Posted on:2001-08-10Degree:Ph.DType:Dissertation
University:University of California, BerkeleyCandidate:Spiro, Jonathan PeterFull Text:PDF
GTID:1466390014959773Subject:American history
Abstract/Summary:
This dissertation is a biography of Madison Grant (1865--1937), who was one of the founders of the conservation movement in America. Among other accomplishments, Grant preserved the California redwoods, saved the American bison, created the Bronx Zoo, fought for strict gun control laws, built the Bronx River Parkway, and helped to create Glacier and Denali National Parks. To commemorate his efforts, the world's tallest tree was dedicated to Grant in 1931. Grant was also the author of the 1916 best seller, The Passing of the Great Race, which established him as the prophet of scientific racism in America. As such, Grant played a key role in convincing Congress to enact the immigration restriction legislation of the 1920s which all but eliminated the immigration of "inferior" non-Nordic races. Grant also worked for the passage of anti-miscegenation laws, and supported Marcus Garvey's efforts to repatriate America's Negroes back to Africa. Furthermore, Grant influenced many states to pass coercive sterilization statutes, by which thousands of Americans deemed unworthy were sterilized in the 1930s. Just as Grant and eugenics were declining in popularity in the U.S., his book was translated and published in Germany, where the leaders of the Nazi Party read it and Adolf Hitler declared "The Passing of the Great Race is my Bible." When the Nazis gained power they began to systematically implement Grant's program of eugenics, and at the Nuremberg War Crimes Trials after the war The Passing of the Great Race was introduced as a defense exhibit to justify the population policies of the Third Reich.

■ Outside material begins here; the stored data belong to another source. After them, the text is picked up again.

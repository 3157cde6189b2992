//! CLI entry point for the wikiharvest tool.

use std::collections::HashSet;
use std::path::Path;
use std::sync::Arc;
use std::time::Duration;

use anyhow::{Context, Result, bail};
use clap::Parser;
use indicatif::ProgressBar;
use tracing::{debug, info};

use wikiharvest_core::eligibility::load_denylist;
use wikiharvest_core::record::provider::ProviderDirectory;
use wikiharvest_core::{FetchClient, MediaStore, MediaWikiClient, Pipeline, PipelineConfig};

mod cli;

use cli::{Args, BatchArgs, Command};

#[tokio::main]
async fn main() -> Result<()> {
    // Parse CLI arguments first (before tracing, so --help works without logs)
    let args = Args::parse();

    // Determine log level based on verbose/quiet flags
    // Priority: RUST_LOG env var > quiet flag > verbose flag > default (info)
    let default_level = if args.quiet {
        "error"
    } else {
        match args.verbose {
            0 => "info",
            1 => "debug",
            _ => "trace",
        }
    };

    let filter = tracing_subscriber::EnvFilter::try_from_default_env()
        .unwrap_or_else(|_| tracing_subscriber::EnvFilter::new(default_level));

    tracing_subscriber::fmt().with_env_filter(filter).init();

    debug!(?args, "CLI arguments parsed");
    info!("Wikiharvest starting");

    match args.command {
        Command::Download(cmd) => {
            let (pipeline, ids) = build_pipeline(&cmd.batch, cmd.overwrite, false).await?;

            let spinner = start_spinner(args.quiet, "downloading record batch");
            pipeline.run_download(&ids).await?;
            spinner.finish_and_clear();

            println!("{}", pipeline.tracker().summary());
        }
        Command::Upload(cmd) => {
            let (pipeline, ids) = build_pipeline(&cmd.batch, false, cmd.dry_run).await?;
            let wiki = Arc::new(MediaWikiClient::new(&cmd.wiki_api_url, &cmd.wiki_token));

            let spinner = start_spinner(args.quiet, "publishing record batch");
            pipeline.run_publish(&ids, wiki).await?;
            spinner.finish_and_clear();

            println!("{}", pipeline.tracker().summary());
        }
    }

    Ok(())
}

/// Loads run-wide state and constructs the pipeline.
///
/// Startup failures here (unreadable id file, unknown partner, missing
/// denylist, bad store URL) abort the process before any record is touched.
async fn build_pipeline(
    batch: &BatchArgs,
    overwrite: bool,
    dry_run: bool,
) -> Result<(Pipeline, Vec<String>)> {
    let ids = read_id_file(&batch.id_file)?;
    if ids.is_empty() {
        bail!("id file {} contains no record ids", batch.id_file.display());
    }
    info!(records = ids.len(), "id file read");

    let startup_client = FetchClient::new();
    let directory = ProviderDirectory::load(&startup_client, &batch.provider_directory)
        .await
        .context("failed to load provider directory")?;

    if directory.provider(&batch.partner).is_none() {
        bail!("unknown partner {:?}: not in provider directory", batch.partner);
    }

    let denylist: HashSet<String> = match &batch.denylist {
        Some(path) => load_denylist(path)
            .with_context(|| format!("failed to read denylist {}", path.display()))?,
        None => HashSet::new(),
    };

    let store = open_store(&batch.store_url)?;

    let config = PipelineConfig {
        partner: batch.partner.clone(),
        aggregator_url: batch.api_url.clone(),
        api_key: batch.api_key.clone(),
        concurrency: usize::from(batch.concurrency),
        max_retries: u32::from(batch.max_retries),
        overwrite,
        dry_run,
    };

    let pipeline = Pipeline::new(config, store, directory, denylist)?;
    Ok((pipeline, ids))
}

/// Opens the object store from a URL such as `s3://bucket/prefix`.
fn open_store(store_url: &str) -> Result<MediaStore> {
    let url = url::Url::parse(store_url)
        .with_context(|| format!("invalid store URL {store_url:?}"))?;
    let (inner, prefix) = object_store::parse_url(&url)
        .with_context(|| format!("unsupported store URL {store_url:?}"))?;

    let store: Arc<dyn object_store::ObjectStore> = if prefix.as_ref().is_empty() {
        Arc::from(inner)
    } else {
        Arc::new(object_store::prefix::PrefixStore::new(inner, prefix))
    };
    Ok(MediaStore::new(store))
}

/// Reads record ids, one per line; blanks and `#` comments are skipped.
fn read_id_file(path: &Path) -> Result<Vec<String>> {
    let text = std::fs::read_to_string(path)
        .with_context(|| format!("cannot read id file {}", path.display()))?;
    Ok(text
        .lines()
        .map(str::trim)
        .filter(|line| !line.is_empty() && !line.starts_with('#'))
        .map(ToString::to_string)
        .collect())
}

/// Spinner shown while a stage runs; disabled in quiet mode.
fn start_spinner(quiet: bool, message: &'static str) -> ProgressBar {
    if quiet {
        return ProgressBar::hidden();
    }
    let spinner = ProgressBar::new_spinner();
    spinner.set_message(message);
    spinner.enable_steady_tick(Duration::from_millis(120));
    spinner
}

Because Grant's personal papers were destroyed after his death, biographers have heretofore ignored him. But this dissertation utilizes the correspondence of hundreds of Grant's associates to piece together the events of his life; identify his intellectual antecedents and disciples; and trace his philosophical evolution from conservationism, to preservationism, to wildlife management, to scientific racism. Along the way, it sketches the history of---and the connections between---the conservation and the eugenics movements.